Some of Mt. Gox clients are skeptical to the official version of Mt. Gox, which explains the reasons of its collapse.
They doubt the Mt. Gox really has lost $28 million n from its bank accounts in Japan. It is interesting that “200,000 bitcoin” is similar to the figure of 180,000 BTC, that had been moved in the blockchain earlier this month.
The 200, 000 BTC is approximately 23% of the entire quantity of lost money. But considering the date of investment that funds can be separate from missing money.
But the company does not explain how did they manage to find these money as they have not access to Mt. Gox data anymore.

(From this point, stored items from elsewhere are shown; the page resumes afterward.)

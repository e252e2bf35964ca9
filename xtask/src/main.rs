//! Build automation tasks
//!
//! `cargo xtask generate-cli-docs` renders the extractor's command-line
//! reference from its clap definitions.

use clap::Parser;
use std::fs;
use std::path::PathBuf;

#[derive(Parser)]
#[command(name = "xtask")]
#[command(about = "Build automation tasks for biblio-extract", long_about = None)]
struct Cli {
    #[command(subcommand)]
    command: Command,
}

#[derive(Parser)]
enum Command {
    /// Generate the CLI reference as Markdown
    GenerateCliDocs {
        /// Output directory for generated documentation
        #[arg(short, long, default_value = "docs")]
        output_dir: String,
    },
}

fn main() -> anyhow::Result<()> {
    let cli = Cli::parse();

    match cli.command {
        Command::GenerateCliDocs { output_dir } => generate_cli_docs(&output_dir)?,
    }

    Ok(())
}

fn generate_cli_docs(output_dir: &str) -> anyhow::Result<()> {
    println!("Generating CLI documentation...");

    let markdown = clap_markdown::help_markdown::<biblio_extract::Cli>();

    let content = format!(
        r#"# biblio-extract CLI Reference

Generated from the CLI source code on {}.

## Overview

`biblio-extract` downloads every work a journal published between two dates
from the OpenAlex works API, along with the works those papers cite and the
works citing them, and writes nine normalized CSV tables.

## Quick Start

```bash
biblio-extract \
  --issn 0028-0836 \
  --from 2020-01-01 \
  --to 2020-12-31 \
  --email you@example.org \
  --output ./data
```

The same settings can be given as `ISSN`, `FROM`, `TO`, `EMAIL` and
`OUTPUT_DIR`, either in the environment or in a `.env` file.

## Commands

{}

## Output Tables

| File | Key |
|------|-----|
| `works.csv` | `id` |
| `authors.csv` | `id` |
| `institutions.csv` | `id` |
| `works_authors.csv` | `work_id`, `author_id` |
| `works_authors_institutions.csv` | `work_id`, `author_id`, `institution_id` |
| `topics.csv` | `work_id`, `topic` |
| `yearly_citations.csv` | `work_id`, `year` |
| `referenced_works.csv` | `reference_id`, `referenced_by` |
| `citing_works.csv` | `reference_id`, `referenced_by` |

Tables are replaced only after a run has fetched everything successfully.

## Logging

- `RUST_LOG` / `BIBLIO_LOG_LEVEL` - log level (`debug`, `info`, `warn`, `error`)
- `BIBLIO_LOG_OUTPUT` - `console`, `file` or `both`
- `BIBLIO_LOG_FORMAT` - `text` or `json`
- `BIBLIO_LOG_DIR` - directory for daily log files

---

*To update, run `cargo xtask generate-cli-docs`.*
"#,
        chrono::Utc::now().format("%Y-%m-%d"),
        markdown
    );

    let output_path = PathBuf::from(output_dir);
    fs::create_dir_all(&output_path)?;

    let file_path = output_path.join("cli-reference.md");
    fs::write(&file_path, content)?;

    println!("Generated CLI documentation at: {}", file_path.display());

    Ok(())
}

Plus to it, Chris Dore, a partner at law firm Edelson, and Ted Charney, the lawyer overseeing the Canadian class action, haven’t commented on the situation yet and have not verified the report.
On 18th of March, U.S. judge had overseen a class action against Mt. Gox revised a previous order and allowed some of the Bicoin exchange to be tracked.
“Today in court we got relief … specifically to track the 180,000 bitcoins, which we’ve been monitoring,” said Steven Woodrow, a partner at law firm Edelson, in his comment to Reuters.
He continued: “Hours later, Mt. Gox claimed it ‘found’ these bitcoins … it appears Mt. Gox realized we were close and decided to acknowledge that it owned these 180,000-200,000 bitcoins,”
Edelson represents Gregory Greene, who started the class action over an alleged massive fraud.
The report on founded funds provoked lots of speculations on how those money would be used, considering that several class action lawsuits are so far suing the exchange for restitution and damages.
Some of them are pretty optimistic and believe that they can be used to prop up the exchange’s bitcoin reserves so that it could resume operations.
The discovery of 200, 000 BTC, for those customers who lost funds, is unlikely to do anything to stem lawsuits. However, these money will be inactive for a while due to waiting for approval for its proposed rehabilitation for a period of 6 months or even longer.